How can we assess performances in stage race pursuits?
As with most stage races these days, the Tour de Ski included some handicap start pursuits. Generally, the athletes will start in a staggered fashion based upon their time back in the overall standings, and the first person to the finish line wins the stage.
This creates some very unusual incentives for the athletes, depending on where they are in the overall standings. Many of the athletes are no longer really racing against each other, only those skiers who happen to be near them in the overall standings. For example, there’s no really sense in which Therese Johaug was racing against Liz Stephen in Thursday’s pursuit. Johaug only really cared about maintaining the gap behind her and trying to catch the leaders.
This means that isolating the times for just that stage is an almost useless way to gauge performance. Johaug, for instance, skied that stage around 15 seconds slower than Stephen, but we probably don’t think that that means much about Stephens’ ability compared to Johaug’s.
So I wonder about these things when I read stuff like this, or this, talking about how well Stephen and Freeman skied in the pursuit based on their times for just that stage. By my calculations, Freeman had the 11th fastest time of the day and Stephen the 13th. But that alone doesn’t mean much to me, since many other skiers were really only racing against the skiers near them, rather than the whole field.
If an athlete says they had a good day, of course, I’m inclined to believe them. They alone know how their body felt and whether it was a good effort. But, you know, I like to measure stuff, so let’s try.

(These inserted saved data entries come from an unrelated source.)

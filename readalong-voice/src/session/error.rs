use thiserror::Error;

use crate::credentials::CredentialError;
use crate::transport::TransportError;
use crate::utils::error::ErrorKind;

/// Session orchestration errors
#[derive(Debug, Error)]
pub enum SessionError {
    /// The connection state machine is already in use
    #[error("Session is already running")]
    AlreadyRunning,

    #[error("Session is not running")]
    NotRunning,

    #[error("Credential error: {0}")]
    Credential(#[from] CredentialError),

    #[error("Transport error: {0}")]
    Transport(#[from] TransportError),
}

impl SessionError {
    pub fn kind(&self) -> ErrorKind {
        match self {
            SessionError::AlreadyRunning | SessionError::NotRunning => ErrorKind::Internal,
            SessionError::Credential(e) if e.is_rate_limited() => ErrorKind::RateLimit,
            SessionError::Credential(_) => ErrorKind::Credential,
            SessionError::Transport(e) => e.kind(),
        }
    }

    pub fn is_retryable(&self) -> bool {
        match self {
            SessionError::AlreadyRunning | SessionError::NotRunning => false,
            SessionError::Credential(e) => e.is_retryable(),
            SessionError::Transport(e) => e.is_retryable(),
        }
    }
}

pub type SessionResult<T> = Result<T, SessionError>;
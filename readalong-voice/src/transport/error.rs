use thiserror::Error;

use crate::audio::error::AudioError;
use crate::credentials::CredentialError;
use crate::network::error::NetworkError;
use crate::network::protocol::ProviderError;
use crate::reconnect::RetryableError;
use crate::utils::error::ErrorKind;

/// Provider error codes after which the session cannot continue
const FATAL_PROVIDER_CODES: &[&str] = &[
    "invalid_api_key",
    "insufficient_quota",
    "model_not_found",
    "session_expired",
];

/// Provider error codes a fresh session is expected to clear
const RETRYABLE_PROVIDER_CODES: &[&str] = &["session_expired", "server_error"];

/// Transport client errors
#[derive(Error, Debug)]
pub enum TransportError {
    /// Credential could not be obtained or was rejected
    #[error("Credential error: {0}")]
    Credential(#[from] CredentialError),

    #[error("Network error: {0}")]
    Network(#[from] NetworkError),

    /// Microphone or playback failure
    #[error("Audio error: {0}")]
    Audio(#[from] AudioError),

    /// SDP offer/answer exchange failed
    #[error("Negotiation failed: {0}")]
    Negotiation(String),

    /// Explicit error payload from the provider
    #[error("Provider error{}: {message}", code.as_deref().map(|c| format!(" ({c})")).unwrap_or_default())]
    Provider {
        code: Option<String>,
        message: String,
        fatal: bool,
        retryable: bool,
    },

    /// Repeated malformed or unexpected frames
    #[error("Protocol error: {0}")]
    Protocol(String),

    /// `connect()` while already connecting or connected
    #[error("Transport is already connected or connecting")]
    AlreadyConnected,

    #[error("Transport is not connected")]
    NotConnected,

    /// Session did not become ready in time
    #[error("Session not ready after {0}ms")]
    Timeout(u64),

    /// Link dropped before or after the session became ready
    #[error("Connection lost: {0}")]
    ConnectionLost(String),

    #[error("Invalid transport configuration: {0}")]
    InvalidConfig(String),
}

impl TransportError {
    /// Classify a provider `error` event
    pub fn from_provider(error: &ProviderError) -> Self {
        let code = error.code.as_deref().unwrap_or_default();
        let fatal = FATAL_PROVIDER_CODES.contains(&code);
        let retryable = RETRYABLE_PROVIDER_CODES.contains(&code)
            || error.error_type == "server_error";

        TransportError::Provider {
            code: error.code.clone(),
            message: error.message.clone(),
            fatal,
            retryable,
        }
    }

    /// Position in the error taxonomy
    pub fn kind(&self) -> ErrorKind {
        match self {
            TransportError::Credential(e) if e.is_rate_limited() => ErrorKind::RateLimit,
            TransportError::Credential(_) => ErrorKind::Credential,
            TransportError::Network(NetworkError::AuthenticationFailed) => ErrorKind::Credential,
            TransportError::Network(_)
            | TransportError::Negotiation(_)
            | TransportError::Timeout(_)
            | TransportError::ConnectionLost(_) => ErrorKind::Transport,
            TransportError::Audio(e) if e.is_resource_error() => ErrorKind::Resource,
            TransportError::Audio(_) => ErrorKind::Transport,
            TransportError::Provider { .. } => ErrorKind::Provider,
            TransportError::Protocol(_) => ErrorKind::Protocol,
            TransportError::AlreadyConnected
            | TransportError::NotConnected
            | TransportError::InvalidConfig(_) => ErrorKind::Internal,
        }
    }

    /// Whether a fresh connection attempt could succeed
    pub fn is_retryable(&self) -> bool {
        match self {
            TransportError::Credential(e) => e.is_retryable(),
            TransportError::Network(e) => e.is_retryable(),
            TransportError::Audio(e) => !e.is_resource_error(),
            TransportError::Provider { retryable, .. } => *retryable,
            TransportError::Negotiation(_)
            | TransportError::Protocol(_)
            | TransportError::Timeout(_)
            | TransportError::ConnectionLost(_) => true,
            TransportError::AlreadyConnected
            | TransportError::NotConnected
            | TransportError::InvalidConfig(_) => false,
        }
    }

    /// Whether the session must be torn down
    pub fn is_fatal(&self) -> bool {
        match self {
            TransportError::Provider { fatal, .. } => *fatal,
            TransportError::Protocol(_) | TransportError::ConnectionLost(_) => true,
            _ => false,
        }
    }
}

impl RetryableError for TransportError {
    fn is_retryable(&self) -> bool {
        TransportError::is_retryable(self)
    }
}

/// Result type for transport operations
pub type TransportResult<T> = Result<T, TransportError>;

#[cfg(test)]
mod tests {
    use super::*;

    fn provider(code: &str, error_type: &str) -> ProviderError {
        ProviderError {
            error_type: error_type.to_string(),
            code: Some(code.to_string()),
            message: "boom".to_string(),
            param: None,
        }
    }

    #[test]
    fn test_provider_classification() {
        let err = TransportError::from_provider(&provider("invalid_api_key", "invalid_request_error"));
        assert!(err.is_fatal());
        assert!(!err.is_retryable());
        assert_eq!(err.kind(), ErrorKind::Provider);

        let err = TransportError::from_provider(&provider("session_expired", "invalid_request_error"));
        assert!(err.is_fatal());
        assert!(err.is_retryable());

        let err = TransportError::from_provider(&provider("buffer_too_small", "invalid_request_error"));
        assert!(!err.is_fatal());
        assert!(err.to_string().contains("buffer_too_small"));
    }

    #[test]
    fn test_resource_errors_never_retried() {
        let err = TransportError::Audio(AudioError::PermissionDenied("user said no".into()));
        assert_eq!(err.kind(), ErrorKind::Resource);
        assert!(!err.is_retryable());
    }

    #[test]
    fn test_rate_limit_kind() {
        let err = TransportError::Credential(CredentialError::RateLimitExceeded {
            caller_id: "s1".into(),
            retry_after: std::time::Duration::from_secs(3),
        });
        assert_eq!(err.kind(), ErrorKind::RateLimit);
        assert!(!err.is_retryable());

        let err = TransportError::Network(NetworkError::Timeout(10_000));
        assert_eq!(err.kind(), ErrorKind::Transport);
        assert!(err.is_retryable());
    }
}
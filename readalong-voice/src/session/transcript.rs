use std::collections::HashMap;
use std::sync::{Mutex, MutexGuard};

use chrono::{DateTime, Utc};
use serde::{Deserialize, Serialize};

#[derive(Debug, Clone, Copy, PartialEq, Eq, Serialize, Deserialize)]
#[serde(rename_all = "snake_case")]
pub enum Speaker {
    User,
    Agent,
}

/// One line of the conversation
#[derive(Debug, Clone, PartialEq, Serialize, Deserialize)]
pub struct TranscriptEntry {
    pub text: String,
    pub speaker: Speaker,
    pub timestamp: DateTime<Utc>,
}

/// Agent text gathered for one conversation item
#[derive(Debug, Default)]
struct AgentItem {
    buffer: String,
    /// Index of the entry this item was committed to
    entry: Option<usize>,
    finalized: bool,
}

#[derive(Debug, Default)]
struct LogState {
    entries: Vec<TranscriptEntry>,
    items: HashMap<String, AgentItem>,
    /// Item ids in arrival order, for commits at response end
    order: Vec<String>,
}

/// Transcript of a session
///
/// User transcripts arrive whole. Agent transcripts are keyed by item id:
/// deltas accumulate per item and the final transcript for an item is
/// authoritative, replacing whatever the deltas produced. An item committed
/// at response end keeps its entry, so a late final transcript corrects the
/// text in place instead of appending a second line. Deltas arriving after
/// the final transcript are ignored.
#[derive(Debug, Default)]
pub struct TranscriptLog {
    state: Mutex<LogState>,
}

impl TranscriptLog {
    pub fn new() -> Self {
        Self::default()
    }

    pub fn record_user(&self, text: &str) {
        let mut state = self.lock();
        push_entry(&mut state.entries, text, Speaker::User);
    }

    /// Incremental agent text for `item_id`
    pub fn agent_delta(&self, item_id: &str, delta: &str) {
        let mut state = self.lock();
        let state = &mut *state;
        let item = item_entry(&mut state.items, &mut state.order, item_id);
        if item.finalized {
            return;
        }
        item.buffer.push_str(delta);
        if let Some(index) = item.entry {
            let text = item.buffer.trim();
            if let (Some(entry), false) = (state.entries.get_mut(index), text.is_empty()) {
                entry.text = text.to_string();
            }
        }
    }

    /// Final agent text for `item_id`
    pub fn agent_done(&self, item_id: &str, transcript: &str) {
        let mut state = self.lock();
        let state = &mut *state;
        let item = item_entry(&mut state.items, &mut state.order, item_id);
        item.finalized = true;
        item.buffer = transcript.to_string();

        let text = transcript.trim();
        match item.entry {
            Some(index) if !text.is_empty() => {
                if let Some(entry) = state.entries.get_mut(index) {
                    entry.text = text.to_string();
                }
            }
            Some(_) => {}
            None => item.entry = push_entry(&mut state.entries, text, Speaker::Agent),
        }
    }

    /// Commit agent text still buffered at response end
    pub fn commit_agent(&self) {
        let mut state = self.lock();
        let state = &mut *state;
        for item_id in &state.order {
            if let Some(item) = state.items.get_mut(item_id) {
                if item.entry.is_none() {
                    item.entry = push_entry(&mut state.entries, &item.buffer, Speaker::Agent);
                }
            }
        }
    }

    pub fn entries(&self) -> Vec<TranscriptEntry> {
        self.lock().entries.clone()
    }

    pub fn len(&self) -> usize {
        self.lock().entries.len()
    }

    pub fn is_empty(&self) -> bool {
        self.len() == 0
    }

    fn lock(&self) -> MutexGuard<'_, LogState> {
        self.state.lock().unwrap_or_else(|poisoned| poisoned.into_inner())
    }
}

fn item_entry<'a>(
    items: &'a mut HashMap<String, AgentItem>,
    order: &mut Vec<String>,
    item_id: &str,
) -> &'a mut AgentItem {
    if !items.contains_key(item_id) {
        order.push(item_id.to_string());
    }
    items.entry(item_id.to_string()).or_default()
}

/// Appends trimmed, non-blank text and returns its index
fn push_entry(entries: &mut Vec<TranscriptEntry>, text: &str, speaker: Speaker) -> Option<usize> {
    let trimmed = text.trim();
    if trimmed.is_empty() {
        return None;
    }
    entries.push(TranscriptEntry {
        text: trimmed.to_string(),
        speaker,
        timestamp: Utc::now(),
    });
    Some(entries.len() - 1)
}

#[cfg(test)]
mod tests {
    use super::*;

    fn texts(log: &TranscriptLog) -> Vec<String> {
        log.entries().into_iter().map(|e| e.text).collect()
    }

    #[test]
    fn test_agent_deltas_commit_once() {
        let log = TranscriptLog::new();
        log.agent_delta("item_1", "Let's ");
        log.agent_delta("item_1", "read!");
        log.agent_done("item_1", "Let's read!");
        log.commit_agent();

        let entries = log.entries();
        assert_eq!(entries.len(), 1);
        assert_eq!(entries[0].text, "Let's read!");
        assert_eq!(entries[0].speaker, Speaker::Agent);
    }

    #[test]
    fn test_done_without_deltas_commits_immediately() {
        let log = TranscriptLog::new();
        log.record_user("the cat sat");
        log.agent_done("item_1", "Great job!");
        log.commit_agent();

        let speakers: Vec<Speaker> = log.entries().iter().map(|e| e.speaker).collect();
        assert_eq!(speakers, vec![Speaker::User, Speaker::Agent]);
    }

    #[test]
    fn test_full_text_after_response_end_is_not_duplicated() {
        let log = TranscriptLog::new();
        log.agent_delta("item_1", "Great ");
        log.agent_delta("item_1", "reading!");
        log.commit_agent();
        log.agent_done("item_1", "Great reading!");
        log.commit_agent();
        assert_eq!(texts(&log), vec!["Great reading!"]);

        log.agent_done("item_2", "Again?");
        log.commit_agent();
        assert_eq!(log.len(), 2);
    }

    #[test]
    fn test_late_delta_after_commit_then_done_keeps_one_entry() {
        let log = TranscriptLog::new();
        log.agent_delta("item_1", "Hola");
        log.commit_agent();
        log.agent_delta("item_1", " amigo");
        assert_eq!(texts(&log), vec!["Hola amigo"]);

        log.agent_done("item_1", "Hola amigo");
        log.commit_agent();
        assert_eq!(texts(&log), vec!["Hola amigo"]);
    }

    #[test]
    fn test_done_text_differing_in_whitespace_replaces_deltas() {
        let log = TranscriptLog::new();
        log.agent_delta("item_1", "Hola");
        log.agent_delta("item_1", "amigo");
        log.commit_agent();
        log.agent_done("item_1", "Hola amigo");

        assert_eq!(texts(&log), vec!["Hola amigo"]);
    }

    #[test]
    fn test_deltas_after_done_are_ignored() {
        let log = TranscriptLog::new();
        log.agent_done("item_1", "¡Muy bien!");
        log.agent_delta("item_1", " extra");
        log.commit_agent();

        assert_eq!(texts(&log), vec!["¡Muy bien!"]);
    }

    #[test]
    fn test_items_keep_arrival_order() {
        let log = TranscriptLog::new();
        log.agent_delta("item_a", "First.");
        log.record_user("ok");
        log.agent_delta("item_b", "Second.");
        log.commit_agent();

        assert_eq!(texts(&log), vec!["ok", "First.", "Second."]);
    }

    #[test]
    fn test_blank_text_is_skipped() {
        let log = TranscriptLog::new();
        log.record_user("  ");
        log.agent_delta("item_1", " ");
        log.commit_agent();
        assert!(log.is_empty());
    }
}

Let’s compare Freeman and Stephen only to those skiers who started near them in the pursuit. Specifically, how did Freeman and Stephen’s times for the day compare to their historical performances against these skiers? Better than average? Worse? About the same?
Here’s the relevant graph for Freeman:
Ah, I see now I forgot to label the x axis. It’s the difference in percent back between Freeman and each skier for a specific race. Negative values mean Freeman lost and vice versa. The Current Performance refers to Thursday’s pursuit. The blue dots are the medians of the historical match ups (gray). What have we got here?
The red dots are basically all solidly to the right of the blue dots, confirming that Freeman did in fact do better against these specific skiers than he usually does. That suggests to me a good, but not spectacular race. Note that the red dots are generally still within the typical variability of the match ups against each skier.
How about Liz Stephen?
This seems more mixed to me. Stephen said she had a good race, and I’m not disputing that. But there is a difference between skiing well and a good result. So this suggests to me that while she may have skied well, I don’t think her result is quite as good as it may have seemed at first glance.
She fared far better against Tikhanova and Larsen than she typically does. But the rest of the comparisons are either fairly close, or actually going the other way, with Stephen faring slightly worse against these skiers than she typically does.
I’ll reiterate that I don’t think this means Stephen had a bad race. Like I said, an athlete typically knows when they pushed themselves as far as they could that day. But in this case, I don’t think it necessarily signaled a result that was as good as it may have seemed from just looking at the times for the day.